Since the process of elimination inherent in sports playoffs leads to the majority of fans not having any vested interest in the final, let’s take off our fan hats and sit in David Stern’s recliner ass print and look at the six factors most important to the NBA in its march toward the ideal postseason.

1. Play as many games as possible

In any sport’s playoff system, TV drives the bus. Piss and moan all you want, but there’s a reason the NBA Playoffs feel longer than JFK. It’s not going to change (also see: Bowl Championship Series, The). Even if it takes 3 months, every league wants every series to go 7 games, and have every one of those games on national TV. A Jazz-Raptors Finals? It doesn’t matter, if you get all 115 potential playoff games played (‘09: 74 so far with a  max of 89). That’s because more games = more games on TV = more revenue. Tickets and merchandise factor in, but they don’t vary as much from year to year or have the impact of TV ratings. Higher ratings drive the up price of ad placement, and all of these things factor into the price of the all-important rights fee/agreement between league and network. Exhibit A: ESPN’s 15-year, $2.25 billion deal for the rights to SEC Football. Looks like the potentially lucrative SEC Network has 15 more years to develop its launch plan.  You think coaches enjoy being mic’d up?  TV drives the Playoffs.  Period.
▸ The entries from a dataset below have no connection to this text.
//! TabServe replay driver (tabserve-replay)
//!
//! Drives a tabular query server from a JSON-lines event script, standing in
//! for the pipeline that would normally deliver window boundaries, input
//! batches and query envelopes. Every emitted result is printed on its own
//! line on stdout; logs go to stderr.
//!
//! # Usage
//!
//! ```bash
//! tabserve-replay --config server.toml --events session.jsonl
//! cat session.jsonl | tabserve-replay --config server.toml --events -
//! ```
//!
//! # Environment Variables
//!
//! - `TABSERVE_CONFIG`: config file path when `--config` is not given
//! - `RUST_LOG`: Log level (default: info)

use std::fs::File;
use std::io::{self, BufRead, BufReader, Write};
use std::path::PathBuf;

use anyhow::{Context, Result};
use clap::Parser;
use serde_json::Value as JsonValue;
use tabserve_server::{JsonRowConverter, ServerConfig, TabularServer};
use tracing::{info, Level};
use tracing_subscriber::FmtSubscriber;

mod replay;

#[derive(Parser)]
#[command(name = "tabserve-replay")]
#[command(about = "Replay a pipeline event script against a tabular query server", long_about = None)]
struct Cli {
    /// Server config file (TOML)
    #[arg(short, long, env = "TABSERVE_CONFIG")]
    config: PathBuf,

    /// Event script (JSON lines), or `-` for stdin
    #[arg(short, long, default_value = "-")]
    events: String,

    /// Print server statistics as JSON to stderr when done
    #[arg(long)]
    stats: bool,
}

fn main() -> Result<()> {
    let log_level = std::env::var("RUST_LOG")
        .unwrap_or_else(|_| "info".to_string())
        .parse()
        .unwrap_or(Level::INFO);

    let subscriber = FmtSubscriber::builder()
        .with_max_level(log_level)
        .with_writer(io::stderr)
        .finish();
    tracing::subscriber::set_global_default(subscriber)?;

    let cli = Cli::parse();

    let config = ServerConfig::load(&cli.config)
        .with_context(|| format!("failed to load config {}", cli.config.display()))?;
    let mut server: TabularServer<JsonValue> =
        TabularServer::setup(&config, JsonRowConverter).context("failed to set up server")?;

    let script: Box<dyn BufRead> = if cli.events == "-" {
        Box::new(BufReader::new(io::stdin()))
    } else {
        let file = File::open(&cli.events)
            .with_context(|| format!("failed to open event script {}", cli.events))?;
        Box::new(BufReader::new(file))
    };

    let stdout = io::stdout();
    let mut out = stdout.lock();
    let mut write_error: Option<io::Error> = None;
    let mut sink = |message: String| {
        if write_error.is_none() {
            if let Err(e) = writeln!(out, "{}", message) {
                write_error = Some(e);
            }
        }
    };

    let summary = replay::replay(script, &mut server, &mut sink)?;
    if let Some(e) = write_error {
        return Err(e).context("failed to write results");
    }

    info!(
        events = summary.events,
        windows = summary.windows,
        rejected_batches = summary.rejected_batches,
        pending_queries = server.pending_queries(),
        "Replay finished"
    );

    if cli.stats {
        let stats = serde_json::json!({
            "server": server.stats(),
            "queue": server.queue_stats(),
        });
        eprintln!("{}", serde_json::to_string_pretty(&stats)?);
    }

    Ok(())
}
2. History lesson: legacy teams

These are teams whose fandom have been passed down through generations, and whose support is not bound by the constraints of geography (this is also why you want to punch people when your team plays the Cowboys, Steelers or Yankees). Last season’s Lakers vs. Celtics Finals, with over 30 NBA titles between them, was about as ideal as Rachel McAdams using my backyard to work on her tan.
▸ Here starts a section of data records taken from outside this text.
//! Query executor
//!
//! Pure selection over a snapshot: rows matching every filter, in snapshot
//! order. Neither the snapshot nor the query is modified.

use crate::snapshot::Snapshot;
use crate::types::{DataQuery, DataResult};

/// Run `query` against `snapshot`.
///
/// The result's remaining lifetime is the query's declared one; the server
/// overrides it with the queue entry's count.
pub fn execute<'a>(query: &'a DataQuery, snapshot: &'a Snapshot) -> DataResult<'a> {
    let rows = snapshot.iter().filter(|row| query.matches(row)).collect();

    DataResult {
        query,
        remaining: query.lifetime,
        batch: snapshot.batch,
        rows,
    }
}
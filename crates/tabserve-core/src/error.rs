//! Error Types for TabServe
//!
//! This module defines the errors raised while building a schema and while
//! checking values and rows against it.
//!
//! ## Error Categories
//!
//! ### Configuration Errors
//! - `InvalidSchema`: The schema declaration is malformed. This is fatal at
//!   startup; a server never enters service with an invalid schema.
//!
//! ### Schema Mismatch Errors
//! - `UnknownField`: A query or row references a field the schema does not declare
//! - `TypeMismatch`: A value cannot be represented as the declared field type
//! - `InvalidRow`: An input record could not be read as a row at all
//!
//! ### Parsing Errors
//! - `Json`: The declaration or a value was not valid JSON
//!
//! ## Usage
//! Functions in this crate return `Result<T>`, aliased to `Result<T, Error>`.
//!
//! ```ignore
//! use tabserve_core::{Result, Schema};
//!
//! fn load(declaration: &str) -> Result<Schema> {
//!     // JSON errors convert via #[from]
//!     Schema::from_json(declaration)
//! }
//! ```

use thiserror::Error;

use crate::schema::FieldType;

#[derive(Debug, Error)]
pub enum Error {
    #[error("Invalid schema: {0}")]
    InvalidSchema(String),

    #[error("Unknown field: {0}")]
    UnknownField(String),

    #[error("Type mismatch for field '{field}': expected {expected}, got {actual}")]
    TypeMismatch {
        field: String,
        expected: FieldType,
        actual: String,
    },

    #[error("Invalid row: {0}")]
    InvalidRow(String),

    #[error("JSON error: {0}")]
    Json(#[from] serde_json::Error),
}

impl Error {
    /// Whether this error means the input referenced something outside the schema.
    pub fn is_schema_mismatch(&self) -> bool {
        matches!(
            self,
            Error::UnknownField(_) | Error::TypeMismatch { .. } | Error::InvalidRow(_)
        )
    }
}

pub type Result<T> = std::result::Result<T, Error>;

#[cfg(test)]
mod tests {
    use super::*;

    #[test]
    fn test_invalid_schema_display() {
        let err = Error::InvalidSchema("no fields".to_string());
        assert_eq!(err.to_string(), "Invalid schema: no fields");
        assert!(!err.is_schema_mismatch());
    }

    #[test]
    fn test_type_mismatch_display() {
        let err = Error::TypeMismatch {
            field: "id".to_string(),
            expected: FieldType::Integer,
            actual: "\"abc\"".to_string(),
        };
        let msg = err.to_string();
        assert!(msg.contains("'id'"));
        assert!(msg.contains("integer"));
        assert!(err.is_schema_mismatch());
    }

    #[test]
    fn test_unknown_field_is_schema_mismatch() {
        assert!(Error::UnknownField("nope".to_string()).is_schema_mismatch());
    }

    #[test]
    fn test_from_serde_json_error() {
        let json_err = serde_json::from_str::<serde_json::Value>("{").unwrap_err();
        let err: Error = json_err.into();
        assert!(err.to_string().starts_with("JSON error"));
    }
}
3. Big market, big audience

These are constants year to year… Los Angeles, New York, and Chicago. The second-tier is Philly, Dallas, Houston, and the Bay Area. It’s a simple matter of population density. Eyeballs translate to TV ratings points. A cross-sport example: the NHL on NBC has struggled to net a rating over 1.0 as the league’s brand continues to recover from the ’04-’05 lockout. Last week, the Chicago Blackhawks and the Detroit Red Wings, two of the NHL’s Original Six teams, faced off in Game 2 of the Western Conference Finals. While the game was devoid of the league’s two household names (Crosby and Ovechkin), the game did an eye-popping 2.0 thanks to a 7.7 in Chicago and a 16.9 (!) in Detroit, a.k.a. Hockeytown USA (see #2).

4. Star power: showcase your assets

Yeah, this is an obvious bullet and could be listed higher, but superstars tend to gravitate toward big market teams. With Kobe vs. LeBron in their sights, the folks at the NBA offices probably feel like that guy who put $100 on the Tampa Bay Rays at 250-to-1 (note to Tampa fans: maybe STOP talking to the media UNTIL you actually WIN the wager?). The brass at the NBA’s 5th Avenue offices are a little more keen to the fact that, much like that 5-team NCAA football teaser, the dream can vanish in an instant. Yes, Superman and Melo are of Redeem Team recognizability, but what if LeBron hit his Friday night game-winner over Kobe instead… on a Sunday evening… on ABC… in the NBA Finals. At that point, if you’re the NBA’s VP of Marketing/Development you just color up, hit the cashier cage and just start calling Megan Fox until she either answers or threatens legal repercussions through her management.  I mean, why not?

5. Tell a good story

Remember George Mason’s run? Of course you do. And you will. Same with Boise State in the Fiesta Bowl. That’s because good storytelling trumps all. The Bulls-Celtics first round series conjured visions of Warriors-Mavs in 2007. Mark Cuban vs. Kenyon Martin… sad, but this is how rivalries start and/or escalate. At its core, every postseason is nothing more than an unscripted story… and it helps if that story is better than the Red Shoe Diaries.

6. Put it on network television

While TNT has upgraded its NBA coverage over the years and grown the NBA on TNT brand substantially, your postseason still needs to be findable (ABC, NBC, or CBS) to the casual fan, especially now that NASA seems to be running my cable. Is there anything more humbling than moving to a new city and having to relearn all of the channels? If I get offered a seven-figure job that requires me to relocate, I am simply not doing it unless I get a personal assistant to run my remote for the first 6 months.

Is ‘09 the best postseson ever?  We’ll see.  The NBA, ABC, ESPN and TNT hope so.  So Tampa, don’t go calling your local media affiliate just yet and wrecking it for all of us.